The move may sound like a routine product update. It is not. In India, where Google held 97.14% of the search engine market in March 2026, according to StatCounter, any redesign of how search demand is captured carries outsized consequences. There are platform changes, and then there are ecosystem changes. This looks closer to the latter.
The commercial context matters too. Google India’s gross advertising revenue rose 11.3% year-on-year to Rs 34,742 crore in FY25, up from Rs 31,221 crore a year earlier. Revenue from operations stood at Rs 5,340 crore, while net advertising revenue was reported at Rs 2,694 crore. Profit after tax was roughly Rs 1,437 crore. Put simply, India is not a side quest for Google. It is a serious business.
Google first introduced AI Max for Search campaigns in 2025 as a beta product built around broader query matching, automated creative customisation and landing page expansion. Earlier this month, it said Dynamic Search Ads, automatically created assets and campaign-level broad match would be upgraded into AI Max, while creation of new DSA campaigns would end in September 2026.
Translation: the optional future is becoming the default future.
That distinction matters in India, where search budgets are often ruthlessly performance-led. Many advertisers are less interested in abstract brand love and more interested in leads by Friday. For them, visibility into which query triggered spend, which page converted traffic and which segment wasted budget is not academic. It is survival.
Chirag Jagwani, Head of eCommerce and Modern Trade at beauty and skincare brand Fixderma, puts it plainly: “AI Max shifts DSA from page-led expansion to intent-led prediction, unlocking more long-tail scale. But you lose control on query visibility, URL targeting, and query-to-landing page mapping. For us at Fixderma, it’s more traffic, but less precision in who we’re actually reaching.”
For years, DSA occupied a useful corner of the search stack. It allowed advertisers to use website content to automatically match relevant searches, dynamically generate headlines and harvest long-tail demand that keyword lists often missed.
“This is less a product sunset and more a structural shift in who controls Search demand capture,” says Vibhor Mehrotra of VIVA Consulting, an independent domain expert. “From page-led matching to signal-led matching, Google will infer intent from multiple signals. That increases reach, especially in messy multilingual, conversational Indian search behaviour.”
It was not glamorous, but it was legible. Marketers broadly understood what it was doing, where traffic was going and how to tighten the screws when needed.
AI Max changes that equation. Instead of relying primarily on page-led matching, it uses a wider pool of signals to infer user intent, decide relevance, customise messaging and choose landing destinations. Google says the product can drive 14% more conversions or conversion value at similar CPA or ROAS, with campaigns heavily reliant on exact and phrase match seeing up to 27% uplift. For performance marketers, those are not small numbers.
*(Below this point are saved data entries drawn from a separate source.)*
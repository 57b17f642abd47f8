//! Local mirror of the engine's open positions.
//!
//! Refreshed by full pull ([`PositionMirror::replace_all`]) and patched by
//! pushed close events ([`PositionMirror::apply_close`]). A partial close only
//! rescales size fields; PnL and prices stay stale until the next full pull.

use desk_core::{Position, PositionSide};
use rust_decimal::Decimal;
use std::collections::{HashSet, VecDeque};
use tracing::{debug, warn};

/// Ratios this close to 1 are full closes (1e-9).
pub const FULL_CLOSE_EPSILON: Decimal = Decimal::from_parts(1, 0, 0, false, 9);

/// How many applied close event ids are remembered for deduplication.
const RECENT_EVENT_CAPACITY: usize = 256;

/// Result of a close patch.
#[derive(Debug, Clone, PartialEq, Eq)]
pub enum CloseOutcome {
    /// Position removed.
    Removed,
    /// Size fields scaled by `1 - ratio`.
    Scaled,
    /// No position with that key.
    Unknown,
    /// Event id already applied.
    Duplicate,
    /// Ratio outside `(0, 1]`; the event is dropped.
    Invalid,
}

impl CloseOutcome {
    pub fn as_str(&self) -> &'static str {
        match self {
            Self::Removed => "removed",
            Self::Scaled => "scaled",
            Self::Unknown => "unknown",
            Self::Duplicate => "duplicate",
            Self::Invalid => "invalid",
        }
    }
}

/// Position mirror with operator selection.
#[derive(Debug, Default)]
pub struct PositionMirror {
    positions: Vec<Position>,
    selection: HashSet<String>,
    loading: bool,
    recent_events: VecDeque<String>,
}

impl PositionMirror {
    pub fn new() -> Self {
        Self::default()
    }

    pub fn positions(&self) -> &[Position] {
        &self.positions
    }

    pub fn get(&self, full_symbol: &str) -> Option<&Position> {
        self.positions.iter().find(|p| p.full_symbol == full_symbol)
    }

    pub fn len(&self) -> usize {
        self.positions.len()
    }

    pub fn is_empty(&self) -> bool {
        self.positions.is_empty()
    }

    pub fn is_loading(&self) -> bool {
        self.loading
    }

    /// A full pull was issued.
    pub fn begin_fetch(&mut self) {
        self.loading = true;
    }

    /// A full pull failed; the current set is kept.
    pub fn fetch_failed(&mut self) {
        self.loading = false;
    }

    /// Replace the whole set with a full pull result. Clears the selection.
    pub fn replace_all(&mut self, positions: Vec<Position>) {
        self.positions = positions;
        self.selection.clear();
        self.loading = false;
        debug!(count = self.positions.len(), "Positions replaced");
    }

    /// Apply a pushed close of `ratio` of `full_symbol`.
    ///
    /// Without an `event_id` the patch is not idempotent: a redelivered event
    /// scales the position again.
    pub fn apply_close(
        &mut self,
        full_symbol: &str,
        ratio: Decimal,
        event_id: Option<&str>,
    ) -> CloseOutcome {
        if ratio <= Decimal::ZERO || ratio >= Decimal::ONE + FULL_CLOSE_EPSILON {
            warn!(full_symbol, %ratio, "Dropping close event with ratio outside (0, 1]");
            return CloseOutcome::Invalid;
        }

        if let Some(id) = event_id {
            if self.recent_events.iter().any(|seen| seen == id) {
                debug!(full_symbol, event_id = id, "Skipping redelivered close event");
                return CloseOutcome::Duplicate;
            }
        }

        let Some(idx) = self.positions.iter().position(|p| p.full_symbol == full_symbol) else {
            warn!(full_symbol, %ratio, "Close event for unknown position");
            return CloseOutcome::Unknown;
        };

        if let Some(id) = event_id {
            if self.recent_events.len() == RECENT_EVENT_CAPACITY {
                self.recent_events.pop_front();
            }
            self.recent_events.push_back(id.to_string());
        }

        if (ratio - Decimal::ONE).abs() < FULL_CLOSE_EPSILON {
            self.positions.remove(idx);
            self.selection.remove(full_symbol);
            debug!(full_symbol, "Position fully closed");
            CloseOutcome::Removed
        } else {
            match self.positions[idx].scale_size(Decimal::ONE - ratio) {
                Ok(()) => {
                    debug!(full_symbol, %ratio, "Position partially closed");
                    CloseOutcome::Scaled
                }
                Err(e) => {
                    warn!(error = %e, "Dropping close event");
                    CloseOutcome::Invalid
                }
            }
        }
    }

    // ========================================================================
    // Selection
    // ========================================================================

    /// Select a position. Returns false when no such position exists.
    pub fn select(&mut self, full_symbol: &str) -> bool {
        if self.get(full_symbol).is_none() {
            return false;
        }
        self.selection.insert(full_symbol.to_string());
        true
    }

    pub fn deselect(&mut self, full_symbol: &str) -> bool {
        self.selection.remove(full_symbol)
    }

    /// Flip selection. Returns the new selected state.
    pub fn toggle(&mut self, full_symbol: &str) -> bool {
        if self.deselect(full_symbol) {
            false
        } else {
            self.select(full_symbol)
        }
    }

    pub fn clear_selection(&mut self) {
        self.selection.clear();
    }

    pub fn is_selected(&self, full_symbol: &str) -> bool {
        self.selection.contains(full_symbol)
    }

    /// Selected keys in position order.
    pub fn selected(&self) -> Vec<String> {
        self.positions
            .iter()
            .filter(|p| self.selection.contains(&p.full_symbol))
            .map(|p| p.full_symbol.clone())
            .collect()
    }

    // ========================================================================
    // Aggregates
    // ========================================================================

    pub fn by_side(&self, side: PositionSide) -> impl Iterator<Item = &Position> {
        self.positions.iter().filter(move |p| p.side == side)
    }

    pub fn long_positions(&self) -> Vec<&Position> {
        self.by_side(PositionSide::Long).collect()
    }

    pub fn short_positions(&self) -> Vec<&Position> {
        self.by_side(PositionSide::Short).collect()
    }

    pub fn pnl(&self, side: PositionSide) -> Decimal {
        self.by_side(side).map(|p| p.pnl).sum()
    }

    pub fn notional(&self, side: PositionSide) -> Decimal {
        self.by_side(side).map(|p| p.notional).sum()
    }

    pub fn total_pnl(&self) -> Decimal {
        self.pnl(PositionSide::Long) + self.pnl(PositionSide::Short)
    }
}

#[cfg(test)]
mod tests {
    use super::*;
    use rust_decimal_macros::dec;

    fn position(full_symbol: &str, side: PositionSide, contracts: Decimal, notional: Decimal) -> Position {
        Position {
            symbol: full_symbol.split('/').next().unwrap_or_default().to_string(),
            full_symbol: full_symbol.to_string(),
            side,
            contracts,
            notional,
            pnl: dec!(10),
            pnl_percentage: dec!(1),
            entry_price: dec!(100),
            mark_price: dec!(101),
        }
    }

    fn mirror() -> PositionMirror {
        let mut mirror = PositionMirror::new();
        mirror.replace_all(vec![
            position("BTC/USDT:USDT", PositionSide::Long, dec!(10), dec!(1000)),
            position("ETH/USDT:USDT", PositionSide::Long, dec!(5), dec!(500)),
            position("SOL/USDT:USDT", PositionSide::Short, dec!(20), dec!(300)),
        ]);
        mirror
    }

    #[test]
    fn test_partial_close_scales_size() {
        let mut mirror = mirror();
        assert_eq!(
            mirror.apply_close("BTC/USDT:USDT", dec!(0.3), None),
            CloseOutcome::Scaled
        );
        let btc = mirror.get("BTC/USDT:USDT").unwrap();
        assert_eq!(btc.contracts, dec!(7));
        assert_eq!(btc.notional, dec!(700));
        assert_eq!(btc.pnl, dec!(10));
        assert_eq!(btc.mark_price, dec!(101));
    }

    #[test]
    fn test_near_one_ratio_removes_position() {
        let mut mirror = mirror();
        mirror.select("BTC/USDT:USDT");
        assert_eq!(
            mirror.apply_close("BTC/USDT:USDT", dec!(0.9999999999), None),
            CloseOutcome::Removed
        );
        assert!(mirror.get("BTC/USDT:USDT").is_none());
        assert!(!mirror.is_selected("BTC/USDT:USDT"));
    }

    #[test]
    fn test_ratio_outside_epsilon_is_partial() {
        let mut mirror = mirror();
        assert_eq!(
            mirror.apply_close("BTC/USDT:USDT", dec!(0.999999998), None),
            CloseOutcome::Scaled
        );
    }

    #[test]
    fn test_redelivery_without_event_id_compounds() {
        let mut mirror = mirror();
        mirror.apply_close("BTC/USDT:USDT", dec!(0.5), None);
        mirror.apply_close("BTC/USDT:USDT", dec!(0.5), None);
        assert_eq!(mirror.get("BTC/USDT:USDT").unwrap().contracts, dec!(2.5));
    }

    #[test]
    fn test_redelivery_with_event_id_is_skipped() {
        let mut mirror = mirror();
        mirror.apply_close("BTC/USDT:USDT", dec!(0.5), Some("evt-1"));
        assert_eq!(
            mirror.apply_close("BTC/USDT:USDT", dec!(0.5), Some("evt-1")),
            CloseOutcome::Duplicate
        );
        assert_eq!(mirror.get("BTC/USDT:USDT").unwrap().contracts, dec!(5));
    }

    #[test]
    fn test_out_of_range_ratio_is_dropped() {
        let mut mirror = mirror();
        for ratio in [
            dec!(0),
            dec!(-0.5),
            dec!(1.5),
            dec!(-10000000000000000000000000000),
            Decimal::MAX,
            Decimal::MIN,
        ] {
            assert_eq!(
                mirror.apply_close("BTC/USDT:USDT", ratio, Some("evt-bad")),
                CloseOutcome::Invalid
            );
        }
        let btc = mirror.get("BTC/USDT:USDT").unwrap();
        assert_eq!(btc.contracts, dec!(10));
        assert_eq!(btc.notional, dec!(1000));

        // A rejected event does not burn its id.
        assert_eq!(
            mirror.apply_close("BTC/USDT:USDT", dec!(0.5), Some("evt-bad")),
            CloseOutcome::Scaled
        );
    }

    #[test]
    fn test_ratio_just_above_one_is_full_close() {
        let mut mirror = mirror();
        assert_eq!(
            mirror.apply_close("BTC/USDT:USDT", dec!(1.0000000001), None),
            CloseOutcome::Removed
        );
    }

    #[test]
    fn test_unknown_symbol() {
        let mut mirror = mirror();
        assert_eq!(mirror.apply_close("DOGE/USDT:USDT", dec!(1), None), CloseOutcome::Unknown);
        assert_eq!(mirror.len(), 3);
    }

    #[test]
    fn test_replace_all_clears_selection() {
        let mut mirror = mirror();
        assert!(mirror.select("SOL/USDT:USDT"));
        assert!(!mirror.select("DOGE/USDT:USDT"));
        mirror.begin_fetch();
        assert!(mirror.is_loading());

        mirror.replace_all(vec![position("SOL/USDT:USDT", PositionSide::Short, dec!(1), dec!(15))]);
        assert!(!mirror.is_loading());
        assert!(mirror.selected().is_empty());
    }

    #[test]
    fn test_toggle_selection() {
        let mut mirror = mirror();
        assert!(mirror.toggle("ETH/USDT:USDT"));
        assert!(mirror.toggle("BTC/USDT:USDT"));
        assert_eq!(mirror.selected(), vec!["BTC/USDT:USDT", "ETH/USDT:USDT"]);
        assert!(!mirror.toggle("ETH/USDT:USDT"));
        assert_eq!(mirror.selected(), vec!["BTC/USDT:USDT"]);
    }

    #[test]
    fn test_aggregates() {
        let mut mirror = mirror();
        mirror.apply_close("ETH/USDT:USDT", dec!(0.2), None);

        assert_eq!(mirror.long_positions().len(), 2);
        assert_eq!(mirror.short_positions().len(), 1);
        assert_eq!(mirror.pnl(PositionSide::Long), dec!(20));
        assert_eq!(mirror.pnl(PositionSide::Short), dec!(10));
        assert_eq!(mirror.total_pnl(), dec!(30));
        assert_eq!(mirror.notional(PositionSide::Long), dec!(1400));
        assert_eq!(mirror.notional(PositionSide::Short), dec!(300));
    }
}
//! Core domain types for the desk operator console.
//!
//! This crate provides the types shared by every part of the console:
//! - `StatusSnapshot`, `ProgressSnapshot`: run state and task progress mirrors
//! - `Position`, `PositionSide`: open positions as reported by the engine
//! - `LogEntry`, `LogLevel`: operator-facing log lines
//! - `TaskSubmission`: an outbound task launch correlated by request id
//! - `Scheduler`, `Timer`: the timer abstraction all timed effects go through

pub mod error;
pub mod scheduler;
pub mod task;
pub mod types;

pub use error::{CoreError, Result};
pub use scheduler::{ManualScheduler, Scheduler, Timer};
pub use task::{new_request_id, TaskSubmission};
pub use types::{
    ConnectionState, LogEntry, LogLevel, Position, PositionSide, ProgressSnapshot,
    ProgressUpdate, Severity, StatusSnapshot,
};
They are catnip.
But as ever in adtech, free efficiency usually comes with terms and conditions.
Nikhil Khatri, Vice President, Biddable Performance and E-Market at LS Digital, frames the shift as one from deterministic targeting to probabilistic targeting. “With DSA, advertisers had visibility into search terms and could actively shape long-tail traffic using negatives, page targeting, and query-level insights,” he says.
“With AI Max, that control shifts into a more automated, AI-led system,” he says, and adds that “control hasn’t disappeared, it has moved from manual optimisation to influencing how the system learns.”
That may sound reasonable, and in many ways it is. Search behaviour in India is fragmented, multilingual and often gloriously messy. Consumers jump between English, Hindi, Hinglish and regional languages. Queries are conversational, misspelled, shorthand-heavy and shaped by local context. A human-built keyword map can struggle to keep up. A strong AI model may genuinely do better.
Yet this is where marketers may experience a sense of déjà vu. The industry has spent years living through the third-party cookie soap opera, where every change to Google’s roadmap triggered waves of panic, planning decks and strategic repositioning. Search may now be entering its own version of that cycle. When Google redefines the rails, everyone else must explain how to ride the train.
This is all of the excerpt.